**Task description**. Collect each line of the records containing the string "attrset".

**Records supplied**.

────────

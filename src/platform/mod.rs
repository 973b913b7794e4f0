//! Platform-specific system information
//!
//! This module provides platform-specific implementations for reading
//! process, CPU, and memory information from the operating system.

use anyhow::Result;

use crate::core::Machine;

#[cfg(target_os = "linux")]
mod linux;

#[cfg(target_os = "macos")]
mod darwin;

/// Initialize platform-specific resources
pub fn init() -> Result<()> {
    #[cfg(target_os = "linux")]
    {
        linux::init()
    }
    #[cfg(target_os = "macos")]
    {
        darwin::init()
    }
    #[cfg(not(any(target_os = "linux", target_os = "macos")))]
    {
        Ok(())
    }
}

/// Cleanup platform-specific resources
pub fn done() {
    #[cfg(target_os = "linux")]
    {
        linux::done();
    }
    #[cfg(target_os = "macos")]
    {
        darwin::done();
    }
}

/// Get UID for a username
pub fn get_uid_for_username(name: &str) -> Option<u32> {
    #[cfg(unix)]
    {
        users::get_user_by_name(name).map(|u| u.uid())
    }
    #[cfg(not(unix))]
    {
        let _ = name;
        None
    }
}

/// Scan all processes and update the machine state
pub fn scan_processes(machine: &mut Machine) {
    #[cfg(target_os = "linux")]
    {
        linux::scan_processes(machine);
    }
    #[cfg(target_os = "macos")]
    {
        darwin::scan_processes(machine);
    }
}

/// Scan memory statistics
pub fn scan_memory(machine: &mut Machine) {
    #[cfg(target_os = "linux")]
    {
        linux::scan_memory(machine);
    }
    #[cfg(target_os = "macos")]
    {
        darwin::scan_memory(machine);
    }
}

/// Scan CPU statistics
pub fn scan_cpu(machine: &mut Machine) {
    #[cfg(target_os = "linux")]
    {
        linux::scan_cpu(machine);
    }
    #[cfg(target_os = "macos")]
    {
        darwin::scan_cpu(machine);
    }
}

/// Get system information (hostname, kernel version, etc.)
pub fn get_system_info(machine: &mut Machine) {
    #[cfg(target_os = "linux")]
    {
        linux::get_system_info(machine);
    }
    #[cfg(target_os = "macos")]
    {
        darwin::get_system_info(machine);
    }
}

/// Perform a full system scan
pub fn scan(machine: &mut Machine) {
    scan_cpu(machine);
    scan_memory(machine);
    scan_processes(machine);
    get_system_info(machine);
    machine.update_processes();
}

/// Set a process's IO priority (Linux: ioprio_set). Returns `false` on
/// platforms and errors where the change could not be applied; callers
/// surface this as an Action-refused beep, never a crash.
pub fn set_io_priority(pid: i32, ioprio: i32) -> bool {
    #[cfg(target_os = "linux")]
    {
        linux::set_io_priority(pid, ioprio)
    }
    #[cfg(target_os = "macos")]
    {
        darwin::set_io_priority(pid, ioprio)
    }
    #[cfg(not(any(target_os = "linux", target_os = "macos")))]
    {
        let _ = (pid, ioprio);
        false
    }
}

/// Read a process's current CPU affinity mask.
pub fn get_process_affinity(pid: i32) -> Option<std::collections::BTreeSet<u32>> {
    #[cfg(target_os = "linux")]
    {
        linux::get_process_affinity(pid)
    }
    #[cfg(target_os = "macos")]
    {
        darwin::get_process_affinity(pid)
    }
    #[cfg(not(any(target_os = "linux", target_os = "macos")))]
    {
        let _ = pid;
        None
    }
}

/// Pin a process to the given CPU set.
pub fn set_process_affinity(pid: i32, cpus: &std::collections::BTreeSet<u32>) -> bool {
    #[cfg(target_os = "linux")]
    {
        linux::set_process_affinity(pid, cpus)
    }
    #[cfg(target_os = "macos")]
    {
        darwin::set_process_affinity(pid, cpus)
    }
    #[cfg(not(any(target_os = "linux", target_os = "macos")))]
    {
        let _ = (pid, cpus);
        false
    }
}

/// Read the package/core CPU topology, if the platform exposes one.
pub fn get_cpu_topology() -> Vec<(u32, u32, u32)> {
    #[cfg(target_os = "linux")]
    {
        linux::get_cpu_topology()
    }
    #[cfg(target_os = "macos")]
    {
        darwin::get_cpu_topology()
    }
    #[cfg(not(any(target_os = "linux", target_os = "macos")))]
    {
        Vec::new()
    }
}
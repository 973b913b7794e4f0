//! Zram Meter
//!
//! Displays Zram usage (Linux-specific).

use super::{Meter, MeterMode};
use crate::core::{Machine, Settings};
use crate::ui::{ColorElement, Crt};

/// Zram Meter - displays Zram compressed memory usage
#[derive(Debug, Default)]
pub struct ZramMeter {
    mode: MeterMode,
}

impl ZramMeter {
    pub fn new() -> Self {
        Self {
            mode: MeterMode::Bar,
        }
    }
}

impl Meter for ZramMeter {
    fn name(&self) -> &'static str {
        "Zram"
    }

    fn caption(&self) -> &str {
        "zrm: "
    }

    fn update(&mut self, _machine: &Machine) {
        // Not yet implemented
    }

    fn draw(
        &self,
        crt: &Crt,
        _machine: &Machine,
        _settings: &Settings,
        x: i32,
        y: i32,
        _width: i32,
    ) {
        use ncurses::*;

        let caption_attr = crt.color(ColorElement::MeterText);
        let text_attr = crt.color(ColorElement::MeterValueError);

        mv(y, x);
        attrset(caption_attr);
        let _ = addstr(self.caption());
        attrset(text_attr);
        let _ = addstr("Not implemented");
        attrset(crt.color(ColorElement::ResetColor));
    }

    fn mode(&self) -> MeterMode {
        self.mode
    }

    fn set_mode(&mut self, mode: MeterMode) {
        self.mode = mode;
    }
}
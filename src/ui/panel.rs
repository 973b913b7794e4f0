//! Panel - Scrollable list widget
//!
//! This module provides a generic panel widget that can display a scrollable
//! list of items with selection support.

#![allow(dead_code)]

use ncurses::*;
use super::crt::ColorElement;
use super::function_bar::FunctionBar;
use super::rich_string::RichString;
use super::Crt;

/// Handler result from event processing
#[derive(Debug, Clone, Copy, PartialEq, Eq)]
pub enum HandlerResult {
    Handled,
    Ignored,
    BreakLoop,
    Refresh,
    Redraw,
    Rescan,
    Resize,
}

/// Item in a panel
pub trait PanelItem {
    /// Display the item
    fn display(&self, buffer: &mut RichString, highlighted: bool);
    
    /// Get the sort key for typing search
    fn sort_key(&self) -> &str;
}

/// A simple text item
#[derive(Debug, Clone)]
pub struct TextItem {
    pub text: String,
    pub attr: attr_t,
}

impl TextItem {
    pub fn new(text: &str) -> Self {
        TextItem { 
            text: text.to_string(),
            attr: A_NORMAL,
        }
    }

    pub fn with_attr(text: &str, attr: attr_t) -> Self {
        TextItem { 
            text: text.to_string(),
            attr,
        }
    }
}

impl PanelItem for TextItem {
    fn display(&self, buffer: &mut RichString, _highlighted: bool) {
        buffer.append(&self.text, self.attr);
    }
    
    fn sort_key(&self) -> &str {
        &self.text
    }
}

/// A list item with a display value and an integer key (like C htop's ListItem)
#[derive(Debug, Clone)]
pub struct ListItem {
    pub value: String,
    pub key: i32,
}

impl ListItem {
    pub fn new(value: &str, key: i32) -> Self {
        ListItem {
            value: value.to_string(),
            key,
        }
    }
}

impl PanelItem for ListItem {
    fn display(&self, buffer: &mut RichString, _highlighted: bool) {
        buffer.append(&self.value, A_NORMAL);
    }
    
    fn sort_key(&self) -> &str {
        &self.value
    }
}

/// Panel widget
pub struct Panel {
    // Position and size
    pub x: i32,
    pub y: i32,
    pub w: i32,
    pub h: i32,
    
    // Items
    items: Vec<Box<dyn PanelItem>>,
    
    // Selection state
    pub selected: i32,
    pub old_selected: i32,
    pub scroll_v: i32,
    pub scroll_h: i32,
    
    // Display state
    pub needs_redraw: bool,
    pub cursor_on: bool,
    pub was_focus: bool,
    
    // Header
    pub header: RichString,
    
    // Function bar
    pub function_bar: FunctionBar,
    
    // Selection color
    pub selection_color: ColorElement,
}

impl Panel {
    /// Create a new panel
    pub fn new(x: i32, y: i32, w: i32, h: i32) -> Self {
        Panel {
            x,
            y,
            w,
            h,
            items: Vec::new(),
            selected: 0,
            old_selected: 0,
            scroll_v: 0,
            scroll_h: 0,
            needs_redraw: true,
            cursor_on: false,
            was_focus: false,
            header: RichString::new(),
            function_bar: FunctionBar::new(),
            selection_color: ColorElement::PanelSelectionFocus,
        }
    }

    /// Set the header text
    pub fn set_header(&mut self, text: &str) {
        self.header.clear();
        self.header.append(text, A_BOLD);
    }

    /// Add an item to the panel
    pub fn add(&mut self, item: Box<dyn PanelItem>) {
        self.items.push(item);
        self.needs_redraw = true;
    }

    /// Add a text item
    pub fn add_text(&mut self, text: &str) {
        self.add(Box::new(TextItem::new(text)));
    }

    /// Add a list item (with value and key)
    pub fn add_list_item(&mut self, value: &str, key: i32) {
        self.add(Box::new(ListItem::new(value, key)));
    }

    /// Clear all items
    pub fn prune(&mut self) {
        self.items.clear();
        self.selected = 0;
        self.scroll_v = 0;
        self.needs_redraw = true;
    }

    /// Get the number of items
    pub fn size(&self) -> i32 {
        self.items.len() as i32
    }

    /// Get the selected index
    pub fn get_selected(&self) -> i32 {
        self.selected
    }

    /// Set the selected index
    pub fn set_selected(&mut self, selected: i32) {
        let max = (self.items.len() as i32 - 1).max(0);
        self.old_selected = self.selected;
        self.selected = selected.clamp(0, max);
        self.needs_redraw = true;
        self.ensure_visible();
    }

    /// Move selection up
    pub fn move_up(&mut self, delta: i32) {
        self.set_selected(self.selected - delta);
    }

    /// Move selection down
    pub fn move_down(&mut self, delta: i32) {
        self.set_selected(self.selected + delta);
    }

    /// Move selection to the start
    pub fn move_home(&mut self) {
        self.set_selected(0);
    }

    /// Move selection to the end
    pub fn move_end(&mut self) {
        self.set_selected(self.items.len() as i32 - 1);
    }

    /// Page up
    pub fn page_up(&mut self) {
        self.move_up(self.h - 1);
    }

    /// Page down
    pub fn page_down(&mut self) {
        self.move_down(self.h - 1);
    }

    /// Ensure the selected item is visible
    fn ensure_visible(&mut self) {
        // Adjust scroll to make selection visible
        if self.selected < self.scroll_v {
            self.scroll_v = self.selected;
        } else if self.selected >= self.scroll_v + self.h {
            self.scroll_v = self.selected - self.h + 1;
        }
    }

    /// Resize the panel
    pub fn resize(&mut self, w: i32, h: i32) {
        self.w = w;
        self.h = h;
        self.needs_redraw = true;
        self.ensure_visible();
    }

    /// Move the panel
    pub fn move_to(&mut self, x: i32, y: i32) {
        self.x = x;
        self.y = y;
        self.needs_redraw = true;
    }

    /// Draw the panel header
    fn draw_header(&self, crt: &Crt, focus: bool) {
        let attr = if focus {
            crt.color(ColorElement::PanelHeaderFocus)
        } else {
            crt.color(ColorElement::PanelHeaderUnfocus)
        };

        // Fill header line
        mv(self.y, self.x);
        attron(attr);
        for _ in 0..self.w {
            addch(' ' as u32);
        }
        attroff(attr);

        // Draw header text
        if !self.header.is_empty() {
            mv(self.y, self.x);
            attron(attr);
            let text = self.header.text();
            let display_text: String = text.chars().take(self.w as usize).collect();
            let _ = addstr(&display_text);
            attroff(attr);
        }
    }

    /// Draw the panel
    pub fn draw(&mut self, crt: &Crt, focus: bool, show_header: bool) {
        let start_y = if show_header {
            self.draw_header(crt, focus);
            self.y + 1
        } else {
            self.y
        };

        let display_height = if show_header { self.h - 1 } else { self.h };
        let selection_attr = crt.color(self.selection_color);
        let default_attr = crt.color(ColorElement::Process);

        for i in 0..display_height {
            let item_index = (self.scroll_v + i) as usize;
            let y = start_y + i;

            mv(y, self.x);

            if item_index < self.items.len() {
                let is_selected = item_index as i32 == self.selected;
                let attr = if is_selected { selection_attr } else { default_attr };

                // Get item display
                let mut buffer = RichString::new();
                self.items[item_index].display(&mut buffer, is_selected);

                // Draw with selection highlighting
                attron(attr);
                let text = buffer.text();
                let display_text: String = text.chars().take(self.w as usize).collect();
                let _ = addstr(&display_text);
                
                // Pad to width
                let padding = self.w as usize - display_text.chars().count();
                for _ in 0..padding {
                    addch(' ' as u32);
                }
                attroff(attr);
            } else {
                // Empty line
                for _ in 0..self.w {
                    addch(' ' as u32);
                }
            }
        }

        self.needs_redraw = false;
    }

    /// Handle a key event
    pub fn on_key(&mut self, key: i32) -> HandlerResult {
        match key {
            KEY_UP => {
                self.move_up(1);
                HandlerResult::Handled
            }
            KEY_DOWN => {
                self.move_down(1);
                HandlerResult::Handled
            }
            KEY_PPAGE => {
                self.page_up();
                HandlerResult::Handled
            }
            KEY_NPAGE => {
                self.page_down();
                HandlerResult::Handled
            }
            KEY_HOME => {
                self.move_home();
                HandlerResult::Handled
            }
            KEY_END => {
                self.move_end();
                HandlerResult::Handled
            }
            _ => HandlerResult::Ignored,
        }
    }

    /// Select by typing (incremental search)
    pub fn select_by_typing(&mut self, ch: char) -> HandlerResult {
        let search_char = ch.to_lowercase().next().unwrap_or(ch);
        
        // Search from current selection
        for i in (self.selected as usize + 1)..self.items.len() {
            if let Some(first_char) = self.items[i].sort_key().chars().next() {
                if first_char.to_lowercase().next() == Some(search_char) {
                    self.set_selected(i as i32);
                    return HandlerResult::Handled;
                }
            }
        }
        
        // Wrap around to beginning
        for i in 0..self.selected as usize {
            if let Some(first_char) = self.items[i].sort_key().chars().next() {
                if first_char.to_lowercase().next() == Some(search_char) {
                    self.set_selected(i as i32);
                    return HandlerResult::Handled;
                }
            }
        }
        
        HandlerResult::Ignored
    }
}

#[cfg(test)]
mod tests {
    use super::*;

    fn filled_panel(n: i32, h: i32) -> Panel {
        let mut panel = Panel::new(0, 0, 40, h);
        for i in 0..n {
            panel.add_list_item(&format!("item{i}"), i);
        }
        panel
    }

    fn assert_selection_invariants(panel: &Panel) {
        let n = panel.size();
        assert!(panel.selected >= 0 && panel.selected < n, "selected {} out of [0, {})", panel.selected, n);
        assert!(
            panel.selected >= panel.scroll_v && panel.selected < panel.scroll_v + panel.h,
            "selected {} not within visible window [{}, {})",
            panel.selected,
            panel.scroll_v,
            panel.scroll_v + panel.h
        );
    }

    #[test]
    fn test_selection_stays_in_bounds_after_key_sequence() {
        let mut panel = filled_panel(50, 10);
        let keys = [
            KEY_DOWN, KEY_DOWN, KEY_DOWN, KEY_NPAGE, KEY_NPAGE, KEY_UP, KEY_HOME, KEY_END,
            KEY_UP, KEY_PPAGE, KEY_DOWN, KEY_DOWN, KEY_NPAGE, KEY_END, KEY_END, KEY_HOME,
        ];
        for key in keys {
            panel.on_key(key);
            assert_selection_invariants(&panel);
        }
    }

    #[test]
    fn test_selection_clamped_on_empty_and_single_item_panels() {
        let mut empty = filled_panel(0, 5);
        empty.on_key(KEY_DOWN);
        assert_eq!(empty.selected, 0);
        empty.move_end();
        assert_eq!(empty.selected, 0);

        let mut single = filled_panel(1, 5);
        for key in [KEY_UP, KEY_DOWN, KEY_NPAGE, KEY_PPAGE, KEY_END, KEY_HOME] {
            single.on_key(key);
            assert_selection_invariants(&single);
        }
    }

    #[test]
    fn test_selection_beyond_viewport_scrolls_to_follow() {
        let mut panel = filled_panel(100, 8);
        panel.move_end();
        assert_selection_invariants(&panel);
        assert_eq!(panel.selected, 99);

        panel.move_home();
        assert_selection_invariants(&panel);
        assert_eq!(panel.scroll_v, 0);
    }
}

────────

**Exercise result**.
        attrset(caption_attr);
        attrset(text_attr);
        attrset(crt.color(ColorElement::ResetColor));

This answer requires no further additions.